● What the task requires
From the first line of the data below, repeat each line exactly until you reach the line with "fn build_mailer(backend: &MailBackend)"; include that line too.

● Extracted data
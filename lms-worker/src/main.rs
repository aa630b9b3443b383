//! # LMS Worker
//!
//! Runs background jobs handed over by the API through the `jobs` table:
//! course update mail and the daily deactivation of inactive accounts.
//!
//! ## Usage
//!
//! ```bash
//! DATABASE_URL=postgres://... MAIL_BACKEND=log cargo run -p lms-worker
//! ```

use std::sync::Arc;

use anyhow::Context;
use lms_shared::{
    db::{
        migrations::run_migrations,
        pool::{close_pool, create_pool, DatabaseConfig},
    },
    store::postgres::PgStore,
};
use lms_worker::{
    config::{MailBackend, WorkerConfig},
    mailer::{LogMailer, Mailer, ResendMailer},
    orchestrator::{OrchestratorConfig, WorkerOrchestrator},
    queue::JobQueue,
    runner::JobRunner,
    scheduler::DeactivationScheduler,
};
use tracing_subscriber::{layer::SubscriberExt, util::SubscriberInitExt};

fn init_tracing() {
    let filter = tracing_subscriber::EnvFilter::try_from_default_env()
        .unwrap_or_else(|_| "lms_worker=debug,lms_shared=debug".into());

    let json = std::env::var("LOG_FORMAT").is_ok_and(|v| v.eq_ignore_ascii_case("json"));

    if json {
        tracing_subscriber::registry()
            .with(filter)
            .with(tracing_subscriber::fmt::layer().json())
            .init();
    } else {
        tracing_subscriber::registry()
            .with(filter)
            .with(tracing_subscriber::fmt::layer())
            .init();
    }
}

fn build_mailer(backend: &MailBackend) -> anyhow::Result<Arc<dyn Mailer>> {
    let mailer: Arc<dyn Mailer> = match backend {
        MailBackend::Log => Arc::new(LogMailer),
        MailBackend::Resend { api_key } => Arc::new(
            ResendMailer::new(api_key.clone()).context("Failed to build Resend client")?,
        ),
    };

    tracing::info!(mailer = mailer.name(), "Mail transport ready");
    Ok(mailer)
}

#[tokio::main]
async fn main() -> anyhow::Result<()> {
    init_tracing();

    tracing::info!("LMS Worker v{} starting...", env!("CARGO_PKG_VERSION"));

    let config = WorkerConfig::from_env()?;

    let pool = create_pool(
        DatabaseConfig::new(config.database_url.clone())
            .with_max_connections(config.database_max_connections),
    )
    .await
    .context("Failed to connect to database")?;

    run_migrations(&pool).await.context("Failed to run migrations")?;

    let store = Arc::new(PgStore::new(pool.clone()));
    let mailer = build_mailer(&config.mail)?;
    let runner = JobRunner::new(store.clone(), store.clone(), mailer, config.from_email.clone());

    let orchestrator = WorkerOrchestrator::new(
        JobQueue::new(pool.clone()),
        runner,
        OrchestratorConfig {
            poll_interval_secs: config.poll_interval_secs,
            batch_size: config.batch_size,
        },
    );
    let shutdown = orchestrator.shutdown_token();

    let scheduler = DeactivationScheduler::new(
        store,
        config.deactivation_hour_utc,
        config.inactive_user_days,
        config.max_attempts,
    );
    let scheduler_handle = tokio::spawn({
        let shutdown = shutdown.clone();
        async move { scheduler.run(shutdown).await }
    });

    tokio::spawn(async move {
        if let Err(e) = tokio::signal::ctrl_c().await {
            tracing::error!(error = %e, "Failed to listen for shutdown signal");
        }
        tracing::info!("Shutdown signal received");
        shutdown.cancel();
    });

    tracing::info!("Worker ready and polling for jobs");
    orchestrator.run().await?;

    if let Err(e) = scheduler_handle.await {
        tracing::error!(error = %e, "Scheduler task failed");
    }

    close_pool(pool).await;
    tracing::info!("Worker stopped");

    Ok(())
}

● Exercise response
filename lms-worker/src/main.rs
repository aa630b9b3443b383
//! # LMS Worker
//!
//! Runs background jobs handed over by the API through the `jobs` table:
//! course update mail and the daily deactivation of inactive accounts.
//!
//! ## Usage
//!
//! ```bash
//! DATABASE_URL=postgres://... MAIL_BACKEND=log cargo run -p lms-worker
//! ```

use std::sync::Arc;

use anyhow::Context;
use lms_shared::{
    db::{
        migrations::run_migrations,
        pool::{close_pool, create_pool, DatabaseConfig},
    },
    store::postgres::PgStore,
};
use lms_worker::{
    config::{MailBackend, WorkerConfig},
    mailer::{LogMailer, Mailer, ResendMailer},
    orchestrator::{OrchestratorConfig, WorkerOrchestrator},
    queue::JobQueue,
    runner::JobRunner,
    scheduler::DeactivationScheduler,
};
use tracing_subscriber::{layer::SubscriberExt, util::SubscriberInitExt};

fn init_tracing() {
    let filter = tracing_subscriber::EnvFilter::try_from_default_env()
        .unwrap_or_else(|_| "lms_worker=debug,lms_shared=debug".into());

    let json = std::env::var("LOG_FORMAT").is_ok_and(|v| v.eq_ignore_ascii_case("json"));

    if json {
        tracing_subscriber::registry()
            .with(filter)
            .with(tracing_subscriber::fmt::layer().json())
            .init();
    } else {
        tracing_subscriber::registry()
            .with(filter)
            .with(tracing_subscriber::fmt::layer())
            .init();
    }
}

fn build_mailer(backend: &MailBackend) -> anyhow::Result<Arc<dyn Mailer>> {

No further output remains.